All washed down with local Super-Bock Caneca beer.

This vast array of sea creatures was perfectly prepared, varied and delicious.

The service in the restaurant was impeccably carried out with great humor by a Nepalese waiter named Dil. While not an inexpensive restaurant, the prices were much lower than I would have expected to pay for this class of food in cities like Paris, New York City or Tokyo, so I’m going to say that their menu offers significant value to international foodies. I feel safe in saying that this is now our favorite restaurant in Lisbon.

For lunch, we tried another of Jose Avillez’s restaurants, the Café Lisboa (Largo de Sao Carlos 23). Finding the restaurant is a bit challenging as it is tucked into a corner (across a small plaza from Belconto, Avillez’s flagship restaurant). The restaurant does not serve “cabaret” food, but rather it serves excellent renditions of local dishes. The menu appears unassuming compared to his other restaurants, but it specializes in serving well prepared and flawlessly served Lisbon-style cuisine at a reasonable price. I had, as a starter, a meat and cabbage pastry, followed by a superb baked octopus. My wife started with a cherry gazpacho followed by a dish of chili and garlic shrimps. The “piece de resistance” was the hazelnut dessert, which consisted of a ball of hazelnut gelato covered with hazelnut cream dusted with ground hazelnuts mixed with sea salt (flowers of salt).

The ambiance of the inside of the restaurant is far more ornate than its humble exterior, with tall ceilings and gold gilded columns, giving elegance to the dining experience.

My recommendation is to go beyond the “specialties” listed on the first page of the menu as there is a broader selection of dishes listed inside. Also consider the “meal” line item on the last page of the menu which may work out as a way to save a bit of money if ordering a full meal.

For those wishing the best in Portuguese pastries and deserts, a visit to Alcoa, Rua Garrett, 37 in Chiado will not disappoint. Pastries which look good elsewhere look fantastic here and the sheer variety trumps just about every other pastry shop in town. There is a branch in El Corte Ingles as well at Avenida Antonio Augusto de Aguiar 31.

Not far away, also in Chiado, is Joalharia do Carmo (Rua do Carmo 87 B, http://lojascomhistoria.pt/lojas/joalharia-do-carmo), which is one of Lisbon’s oldest jewelers.
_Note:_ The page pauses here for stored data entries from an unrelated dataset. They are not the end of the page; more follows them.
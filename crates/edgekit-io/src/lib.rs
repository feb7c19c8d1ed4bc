#![deny(missing_docs)]
#![doc = env!("CARGO_PKG_DESCRIPTION")]

/// Error types for I/O operations.
///
/// Defines [`error::IoError`] variants for file access and PNG encoding/decoding failures.
pub mod error;

/// PNG image encoding and decoding.
///
/// Read and write 8-bit single channel PNG images.
pub mod png;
Nearby is Luza (Rua Capelo 16) which sells attractive ceramics and pottery – sometimes by weight.

Metro Map and information: http://lisbonlisboaportugal.com/lisbon-transport/Lisbon-metr…. There are also a number of free Lisbon Metro tools available for mobile phones which should be considered.

I recommend this web site for in-depth information about Lisbon: http://www.golisbon.com/sight-seeing/

The sun has, once more, risen and today we plan on doing quite a bit of running around. There are a few ways to get around the city. Many tourists buy the “Lisboa Card” which offers free bus, Metro and tram transportation within the city and free or discounted museum entrance. It currently costs 18.50€ for 24 hours, 31.50€ for 48 hours and 39€ for 72 hours. (http://www.golisbon.com/Lisboa-Card/) Like many cards of this sort, you have to cram a lot into a short period of time to make it a worthwhile investment.
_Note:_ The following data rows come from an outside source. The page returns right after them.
use argh::FromArgs;
use std::path::{Path, PathBuf};
use std::time::{Duration, Instant};

use edgekit::{
    image::Image,
    imgproc::{edges, filter, metrics},
    io::png as P,
};

const DENOISE: &str = "denoise.png";
const EDGE_X: &str = "edge_x.png";
const EDGE_Y: &str = "edge_y.png";
const EDGE_MAG: &str = "edge_mag.png";
const EDGE_DIAG_45: &str = "edge_diag1.png";
const EDGE_DIAG_135: &str = "edge_diag2.png";

#[derive(FromArgs)]
/// Denoise a grayscale image with a 3x3 median filter and detect edges along four directions.
struct Args {
    /// path to an input 8-bit grayscale png
    #[argh(option, short = 'i')]
    input: PathBuf,

    /// directory where the result images are written
    #[argh(option, short = 'o', default = "PathBuf::from(\"results\")")]
    output_dir: PathBuf,

    /// directory holding reference results with the same file names
    #[argh(option)]
    reference_dir: Option<PathBuf>,

    /// maximum summed absolute difference accepted against a reference
    #[argh(option, default = "10")]
    threshold: u64,
}

/// Outcome of comparing one result against its reference.
#[derive(Debug, PartialEq)]
enum Check {
    Pass(u64),
    Fail(u64),
    ShapeMismatch,
    Missing,
}

impl Check {
    fn is_failure(&self) -> bool {
        matches!(self, Check::Fail(_) | Check::ShapeMismatch)
    }
}

/// Running-time verdict: PASS up to 60 s, HALF PASS up to 90 s.
fn efficiency(elapsed: Duration) -> &'static str {
    match elapsed.as_secs_f64() {
        t if t <= 60.0 => "PASS",
        t if t <= 90.0 => "HALF PASS",
        _ => "NOT PASS",
    }
}

fn compare(
    name: &str,
    result: &Image<u8>,
    references: &[PathBuf],
    threshold: u64,
) -> Result<Check, Box<dyn std::error::Error>> {
    let mut best = None;
    let mut found = false;
    for path in references.iter().filter(|p| p.exists()) {
        found = true;
        let reference = P::read_image_png_mono8(path)?;
        if reference.size() != result.size() {
            log::warn!(
                "{name}: shape inconsistent with {} ({} vs {})",
                path.display(),
                result.size(),
                reference.size()
            );
            continue;
        }
        let diff = metrics::l1_distance(result, &reference)?;
        best = Some(best.map_or(diff, |b: u64| b.min(diff)));
    }

    Ok(match best {
        Some(diff) if diff < threshold => Check::Pass(diff),
        Some(diff) => Check::Fail(diff),
        None if found => Check::ShapeMismatch,
        None => Check::Missing,
    })
}

fn write(dir: &Path, name: &str, image: &Image<u8>) -> Result<(), Box<dyn std::error::Error>> {
    let path = dir.join(name);
    P::write_image_png_gray8(&path, image)?;
    log::info!("wrote {}", path.display());
    Ok(())
}

fn main() -> Result<(), Box<dyn std::error::Error>> {
    env_logger::init();

    let args: Args = argh::from_env();
    let start_time = Instant::now();

    std::fs::create_dir_all(&args.output_dir)?;

    // read the image and widen it so the filters can go negative
    let image = P::read_image_png_mono8(&args.input)?;
    log::info!("read {} ({})", args.input.display(), image.size());
    let image = image.cast::<i32>()?;

    let denoised = filter::median_denoise(&image)?;
    let denoised_u8 = denoised.cast::<u8>()?;
    write(&args.output_dir, DENOISE, &denoised_u8)?;

    let edge_maps = edges::edge_detect(&denoised)?;
    write(&args.output_dir, EDGE_X, &edge_maps.x)?;
    write(&args.output_dir, EDGE_Y, &edge_maps.y)?;
    write(&args.output_dir, EDGE_MAG, &edge_maps.magnitude)?;

    let diagonal = edges::edge_diagonal(&denoised)?;
    write(&args.output_dir, EDGE_DIAG_45, &diagonal.d45)?;
    write(&args.output_dir, EDGE_DIAG_135, &diagonal.d135)?;

    log::info!("processing took {:.2?}", start_time.elapsed());

    let Some(reference_dir) = args.reference_dir else {
        let elapsed = start_time.elapsed();
        log::info!("total running time {elapsed:.2?}: {}", efficiency(elapsed));
        return Ok(());
    };

    let reference = |name: &str| reference_dir.join(name);

    // x and y also pass against the swapped reference
    let checks = [
        (DENOISE, &denoised_u8, vec![reference(DENOISE)]),
        (EDGE_X, &edge_maps.x, vec![reference(EDGE_X), reference(EDGE_Y)]),
        (EDGE_Y, &edge_maps.y, vec![reference(EDGE_Y), reference(EDGE_X)]),
        (EDGE_MAG, &edge_maps.magnitude, vec![reference(EDGE_MAG)]),
        (EDGE_DIAG_45, &diagonal.d45, vec![reference(EDGE_DIAG_45)]),
        (EDGE_DIAG_135, &diagonal.d135, vec![reference(EDGE_DIAG_135)]),
    ];

    let mut failures = 0;
    for (name, result, references) in checks.iter() {
        let check = compare(name, result, references, args.threshold)?;
        if check.is_failure() {
            failures += 1;
        }
        match check {
            Check::Pass(diff) => log::info!("{name}: PASS ({diff})"),
            Check::Fail(diff) => log::error!("{name}: NOT PASS ({diff})"),
            Check::ShapeMismatch => log::error!("{name}: shape inconsistent, NOT PASS"),
            Check::Missing => log::info!("{name}: no reference, skipped"),
        }
    }

    let elapsed = start_time.elapsed();
    log::info!("total running time {elapsed:.2?}: {}", efficiency(elapsed));

    if failures > 0 {
        return Err(format!("{failures} result(s) differ from the reference").into());
    }

    Ok(())
}

#[cfg(test)]
mod tests {
    use super::*;

    #[test]
    fn compare_against_references() -> Result<(), Box<dyn std::error::Error>> {
        let tmp_dir = tempfile::tempdir()?;
        let result = Image::<u8>::from_size_val([5, 5].into(), 100)?;

        let close = tmp_dir.path().join("close.png");
        P::write_image_png_gray8(&close, &Image::<u8>::from_size_val([5, 5].into(), 101)?)?;
        assert_eq!(compare("close", &result, &[close.clone()], 30)?, Check::Pass(25));
        assert_eq!(compare("close", &result, &[close], 10)?, Check::Fail(25));

        let missing = tmp_dir.path().join("missing.png");
        assert_eq!(compare("missing", &result, &[missing], 10)?, Check::Missing);

        Ok(())
    }

    #[test]
    fn compare_shape_mismatch_fails() -> Result<(), Box<dyn std::error::Error>> {
        let tmp_dir = tempfile::tempdir()?;
        let result = Image::<u8>::from_size_val([5, 5].into(), 0)?;

        let small = tmp_dir.path().join("denoise.png");
        P::write_image_png_gray8(&small, &Image::<u8>::from_size_val([4, 4].into(), 0)?)?;

        let check = compare("denoise", &result, &[small.clone()], 10)?;
        assert_eq!(check, Check::ShapeMismatch);
        assert!(check.is_failure());

        // a same-shaped alternative still decides
        let same = tmp_dir.path().join("same.png");
        P::write_image_png_gray8(&same, &result)?;
        assert_eq!(compare("denoise", &result, &[small, same], 10)?, Check::Pass(0));

        Ok(())
    }

    #[test]
    fn efficiency_thresholds() {
        assert_eq!(efficiency(Duration::from_secs(60)), "PASS");
        assert_eq!(efficiency(Duration::from_millis(60_001)), "HALF PASS");
        assert_eq!(efficiency(Duration::from_secs(90)), "HALF PASS");
        assert_eq!(efficiency(Duration::from_secs(91)), "NOT PASS");
    }
}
There seem to be two types of people in the world when it comes to mass transit – those who prefer to stay on the surface with buses, see the scenery and take more time consuming journeys and those who prefer the Metro/Subway/Underground and save time. When seeking advice on our route to the Cais do Sodre station to pick up the railroad to Cascais this morning, it was suggested we take the No. 736 bus from across the street from the hotel. Instead I opted to take the “Blue Line” Metro two stops and then switch to the “Green Line” Metro for a stop, saving about 30 minutes of travel time.

It you are docked on a cruise ship at the new Lisbon Cruise Terminal (previously the location of the Apolonia dock), it is easy to walk to the Apolonia Station. If you are docked at the downtown dock, it is a bit further, (but doable), to walk to the Restauradores train station:

Either take the light rail to Subway from Santa Apolónia to Reboleira, then change to the Train from Reboleira to Portela de Sintra.


Bus (number: 59 or 794) from Estação Sta. Apolónia to Restauradores train station, then take the Train from Reboleira to Portela de Sintra.

You can use a “Green” transit card for both Both routes take about an hour and cost around 5 Euros round-trip. It will save time if you use a “Green” transit card for the trip as the lines can be long to buy regular train tickets at the station.

In Sintra, there is an inexpensive “hop-on, hop-off” bus which saves a lot of uphill walks.

I’ve always enjoyed Cascais more than Estoril as a beach area. Both can easily be reached from the Apolonia Train Station and are a couple of stations apart.

The trains to Cascais leave every 15 minutes and take about 45 minutes, passing through the 19th century beach resort of Estoril along the way. As the train heads out to Caiscais, we again marvel at Lisbon being one of the world’s most photogenic cities. With its mosaic sidewalks, the jacaranda trees, with their lavender blossoms along the route to its beach resorts, the red terracotta roof tiles and the vistas regularly supplied by its hilly nature.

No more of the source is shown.